Era una congregación de personas queridas y amadas por el rey Horlk II, pero faltaba una persona que era la única a la que el rey amaba: su amante Irina.

Había conocido a Irina hacía tres años, cuando actuó delante de él, de su esposa y de sus hijos con una compañía artística de bailarines y bailarinas que viajaban por todo el reino ofreciendo su espectáculo. Fue un espectáculo sin duda muy memorable, pues nada más verla el rey se enamoró automáticamente de ella.

Irina era la mujer más hermosa que había conocido el rey en toda su vida, mucho más que la inmoral de su esposa; mucho más que cualquier otra mujer. Irina poseía unos profundos ojos azules y un brillante pelo rubio, ondulado y largo. Tenía la nariz pocha y larga, los pómulos marcados, los labios grandes y carnosos; y sus rasgos eran redondos.

El rey estaba deseando que se calmara los ánimos para poder convertirla en su esposa y estar a su lado el resto de su vida. El rey había comenzado un romance con Irina meses después de su primer reencuentro. La había buscado por todo el reino para verla bailar, y cuando por fin la encontró fue muy difícil ganarse su amor pues ella sabía que él era el rey y que estaba casado, y que por tanto jamás podrían estar juntos hasta que la reina muriese. Al principio Irina y el rey se dejaron llevar por la pasión y el deseo, pero al cabo de dos años Irina estaba cansada de esconder su amor con el rey y le dio un ultimátum: si no se dejaba a su mujer ella volvería con la compañía de bailarines y no volvería a verla jamás.

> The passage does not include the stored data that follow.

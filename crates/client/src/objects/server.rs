//! Object 1 (Server), grounded on the same bootstrap flow as
//! `objects::security`: resets to a single default instance on DELETE,
//! ends up holding exactly one instance at index 0 post-bootstrap.

use std::collections::BTreeMap;

use lwm2m_core::Value;

use crate::tree::base_object::BaseObject;
use crate::tree::instance::ObjectInstance;
use crate::tree::resource::{Resource, SingleResource};

pub const RES_SHORT_SERVER_ID: u16 = 0;
pub const RES_LIFETIME: u16 = 1;
pub const RES_NOTIFICATION_STORING: u16 = 6;
pub const RES_BINDING: u16 = 7;

fn instance(short_id: i64, lifetime: i64) -> ObjectInstance {
    let mut inst = ObjectInstance::new();
    inst.insert(
        RES_SHORT_SERVER_ID,
        Resource::Single(SingleResource::new(Value::Integer(short_id))),
    );
    inst.insert(RES_LIFETIME, Resource::Single(SingleResource::new(Value::Integer(lifetime))));
    inst.insert(
        RES_NOTIFICATION_STORING,
        Resource::Single(SingleResource::new(Value::Boolean(false))),
    );
    inst.insert(
        RES_BINDING,
        Resource::Single(SingleResource::new(Value::String("U".to_string()))),
    );
    inst
}

pub fn default_instances(lifetime_secs: u32) -> BTreeMap<u16, ObjectInstance> {
    let mut map = BTreeMap::new();
    map.insert(0, instance(0, lifetime_secs as i64));
    map
}

pub fn new_base_object(lifetime_secs: u32) -> BaseObject {
    BaseObject::bootstrappable(Box::new(move || default_instances(lifetime_secs)))
}

/// Read the lifetime back out of instance 0, as the bootstrap handler
/// does once `FINISHED` arrives (spec §4.5) — a positive value
/// overrides the CLI default.
pub fn read_lifetime(base: &BaseObject) -> Option<u32> {
    let inst = base.get(0)?;
    match inst.get(RES_LIFETIME)?.read_single().ok()? {
        Value::Integer(v) if v > 0 => Some(v as u32),
        _ => None,
    }
}

#[cfg(test)]
mod tests {
    use super::*;

    #[test]
    fn default_instance_carries_the_given_lifetime() {
        let base = new_base_object(3600);
        assert_eq!(read_lifetime(&base), Some(3600));
    }
}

El rey no podía divorciarse de la reina así que ideó un plan: la iban a acusar de inmoral y así podrían estar juntos. Así que el rey le preparó una trampa a su esposa con una mujer que él mismo había contratado, esperó el momento oportuno y consiguió coger a su esposa infligiendo la ley con varios testigos. Ahora que por fin se había librado de aquella inmoral que le había mantenido amargado durante años podría disfrutar del amor de Irina sin ningún otro obstáculo.